WHAT THE TASK ASKS
How many of the lines below hold the string "entry"? Say only the number.

DATA FOR REVIEW
==============================
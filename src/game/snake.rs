use std::collections::VecDeque;

use macroquad::prelude::*;

use crate::config::GameConfig;
use crate::game::items::ItemKind;
use crate::game::math::{Corner, Direction, Rect};
use crate::game::part::{PartRole, SegmentPart};

/// Quarter-turn tile named after the two cell edges it joins.
#[derive(Clone, Copy, Debug, PartialEq, Eq)]
pub enum CornerKind {
    TopLeft,
    TopRight,
    BottomLeft,
    BottomRight,
}

impl CornerKind {
    /// Tile for a part travelling `incoming` into a cell that its
    /// predecessor leaves by `outgoing`. `None` when the two are parallel.
    pub fn from_turn(incoming: Direction, outgoing: Direction) -> Option<CornerKind> {
        let entry = incoming.opposite();
        let (vertical, horizontal) = if entry.is_vertical() && outgoing.is_horizontal() {
            (entry, outgoing)
        } else if entry.is_horizontal() && outgoing.is_vertical() {
            (outgoing, entry)
        } else {
            return None;
        };
        match (vertical, horizontal) {
            (Direction::Up, Direction::Left) => Some(CornerKind::TopLeft),
            (Direction::Up, Direction::Right) => Some(CornerKind::TopRight),
            (Direction::Down, Direction::Left) => Some(CornerKind::BottomLeft),
            (Direction::Down, Direction::Right) => Some(CornerKind::BottomRight),
            _ => None,
        }
    }
}

/// Cosmetic tile hiding the notch at a turn. Never collides.
#[derive(Clone, Copy, Debug, PartialEq)]
pub struct CornerCover {
    pub bounds: Rect,
    pub kind: CornerKind,
    pub delay: f32,
}

#[derive(Clone, Copy, Debug, PartialEq)]
pub struct ActiveBuff {
    pub kind: ItemKind,
    pub left: f32,
}

pub struct Snake {
    head: SegmentPart,
    body: Vec<SegmentPart>,
    pending: VecDeque<SegmentPart>,
    covers: Vec<CornerCover>,

    direction: Direction,
    turn_locked: bool,
    dead: bool,

    speed: f32,
    base_speed: f32,
    min_speed: f32,
    buff: Option<ActiveBuff>,
    buff_duration: f32,

    pub lifetime: f32,

    part_size: f32,
    collision_margin: f32,
    cover_decay: f32,
}

impl Snake {
    /// Fresh snake centred in the arena, heading up, body stacked below.
    pub fn new(config: &GameConfig) -> Self {
        let (cx, cy) = config.arena_center();
        let size = config.part_size;
        let origin = vec2(cx - size * 0.5, cy - size * 0.5);
        Self::new_at(config, origin, Direction::Up)
    }

    pub fn new_at(config: &GameConfig, head_origin: Vec2, direction: Direction) -> Self {
        let size = config.part_size;
        let head = SegmentPart::new(head_origin, size, direction, PartRole::Head);
        let behind = direction.opposite().unit() * size;
        let count = config.initial_length.max(2) - 1;
        let body = (1..=count)
            .map(|i| {
                let role = if i == count { PartRole::Tail } else { PartRole::Body };
                SegmentPart::new(head_origin + behind * i as f32, size, direction, role)
            })
            .collect();

        Self {
            head,
            body,
            pending: VecDeque::new(),
            covers: Vec::new(),
            direction,
            turn_locked: false,
            dead: false,
            speed: config.base_speed,
            base_speed: config.base_speed,
            min_speed: config.min_speed,
            buff: None,
            buff_duration: config.buff_duration,
            lifetime: config.initial_lifetime,
            part_size: config.part_size,
            collision_margin: config.collision_margin,
            cover_decay: config.corner_cover_decay,
        }
    }

    pub fn head(&self) -> &SegmentPart {
        &self.head
    }

    pub fn body(&self) -> &[SegmentPart] {
        &self.body
    }

    pub fn pending(&self) -> impl Iterator<Item = &SegmentPart> {
        self.pending.iter()
    }

    pub fn covers(&self) -> &[CornerCover] {
        &self.covers
    }

    /// Head first, then body in chain order.
    pub fn parts(&self) -> impl Iterator<Item = &SegmentPart> {
        std::iter::once(&self.head).chain(self.body.iter())
    }

    pub fn direction(&self) -> Direction {
        self.direction
    }

    pub fn speed(&self) -> f32 {
        self.speed
    }

    pub fn buff(&self) -> Option<ActiveBuff> {
        self.buff
    }

    pub fn is_dead(&self) -> bool {
        self.dead
    }

    pub fn is_turn_locked(&self) -> bool {
        self.turn_locked
    }

    /// Spliced parts, head included.
    pub fn len(&self) -> usize {
        1 + self.body.len()
    }

    /// Length including tails still waiting to join.
    pub fn stretch(&self) -> usize {
        self.len() + self.pending.len()
    }

    pub fn head_bounds(&self) -> Rect {
        self.head.bounds()
    }

    pub fn head_collision_bounds(&self) -> Rect {
        self.head.collision_bounds(self.collision_margin)
    }

    pub fn collision_margin(&self) -> f32 {
        self.collision_margin
    }

    /// Player or auto-pilot intent. Reversal, repeats, and a second turn
    /// inside the same cell are ignored.
    pub fn steer(&mut self, direction: Direction) -> bool {
        if self.dead
            || self.turn_locked
            || direction == Direction::Zero
            || direction == self.direction
            || direction == self.direction.opposite()
        {
            return false;
        }
        self.direction = direction;
        self.head.set_next_movement(direction);
        self.turn_locked = true;
        true
    }

    /// One simulation step. Returns the buff kind that ran out during it.
    pub fn update(&mut self, dt: f32) -> Option<ItemKind> {
        if self.dead {
            return None;
        }

        let expired = self.tick_buff(dt);

        let speed = self.speed;
        let mut forwarded = self.head.advance(speed);
        if forwarded.is_some() {
            self.turn_locked = false;
        }
        for part in &mut self.body {
            if let Some(direction) = forwarded {
                part.set_next_movement(direction);
            }
            forwarded = part.advance(speed);
        }

        self.splice_pending();
        self.update_covers(dt);

        expired
    }

    /// Queues a frozen copy of the tail; it joins once the tail has moved off it.
    pub fn grow(&mut self) {
        let tail = self.body.last_mut().unwrap_or(&mut self.head);
        let mut clone = tail.clone();
        if tail.role == PartRole::Tail {
            tail.role = PartRole::Body;
        }
        clone.role = PartRole::Tail;
        clone.set_movement(Direction::Zero);
        self.pending.push_back(clone);
    }

    pub fn die(&mut self) {
        self.dead = true;
        self.turn_locked = false;
        self.head.role = PartRole::DeadHead;
    }

    /// Sets chain speed to base + `delta` for the buff duration. A newer
    /// buff replaces the running one.
    pub fn apply_buff(&mut self, kind: ItemKind, delta: f32) {
        self.speed = (self.base_speed + delta).max(self.min_speed);
        self.buff = Some(ActiveBuff {
            kind,
            left: self.buff_duration,
        });
    }

    pub fn drain_lifetime(&mut self, dt: f32) {
        self.lifetime = (self.lifetime - dt).max(0.0);
    }

    fn tick_buff(&mut self, dt: f32) -> Option<ItemKind> {
        let buff = self.buff.as_mut()?;
        buff.left -= dt;
        if buff.left > 0.0 {
            return None;
        }
        let kind = buff.kind;
        self.buff = None;
        self.speed = self.base_speed;
        Some(kind)
    }

    fn splice_pending(&mut self) {
        let Some(front) = self.pending.front() else {
            return;
        };
        let last = self.body.last().unwrap_or(&self.head);
        if last.bounds().overlaps(&front.bounds()) {
            return;
        }

        let direction = last.movement();
        let (from, to) = match direction {
            Direction::Up => (Corner::BottomLeft, Corner::TopLeft),
            Direction::Down => (Corner::TopLeft, Corner::BottomLeft),
            Direction::Left => (Corner::TopRight, Corner::TopLeft),
            Direction::Right => (Corner::TopLeft, Corner::TopRight),
            Direction::Zero => return,
        };
        let edge = last.bounds().corner(from);
        let anchor = last.cell() - direction.unit() * self.part_size;

        let Some(mut part) = self.pending.pop_front() else {
            return;
        };
        part.teleport(edge, to);
        part.set_anchor(anchor);
        part.set_movement(direction);

        if let Some(prev) = self.body.last_mut() {
            prev.role = PartRole::Body;
        }
        part.role = PartRole::Tail;
        self.body.push(part);
    }

    fn update_covers(&mut self, dt: f32) {
        for cover in &mut self.covers {
            cover.delay -= dt;
        }
        self.covers.retain(|c| c.delay > 0.0);

        let mut lead = &self.head;
        for follower in &self.body {
            if lead.bounds().overlaps(&follower.bounds()) {
                let bounds = follower.future_bounds();
                if let Some(existing) = self.covers.iter_mut().find(|c| c.bounds == bounds) {
                    existing.delay = self.cover_decay;
                } else if let Some(kind) =
                    CornerKind::from_turn(follower.movement(), lead.movement())
                {
                    self.covers.push(CornerCover {
                        bounds,
                        kind,
                        delay: self.cover_decay,
                    });
                }
            }
            lead = follower;
        }
    }
}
==============================
EXERCISE RESULT
5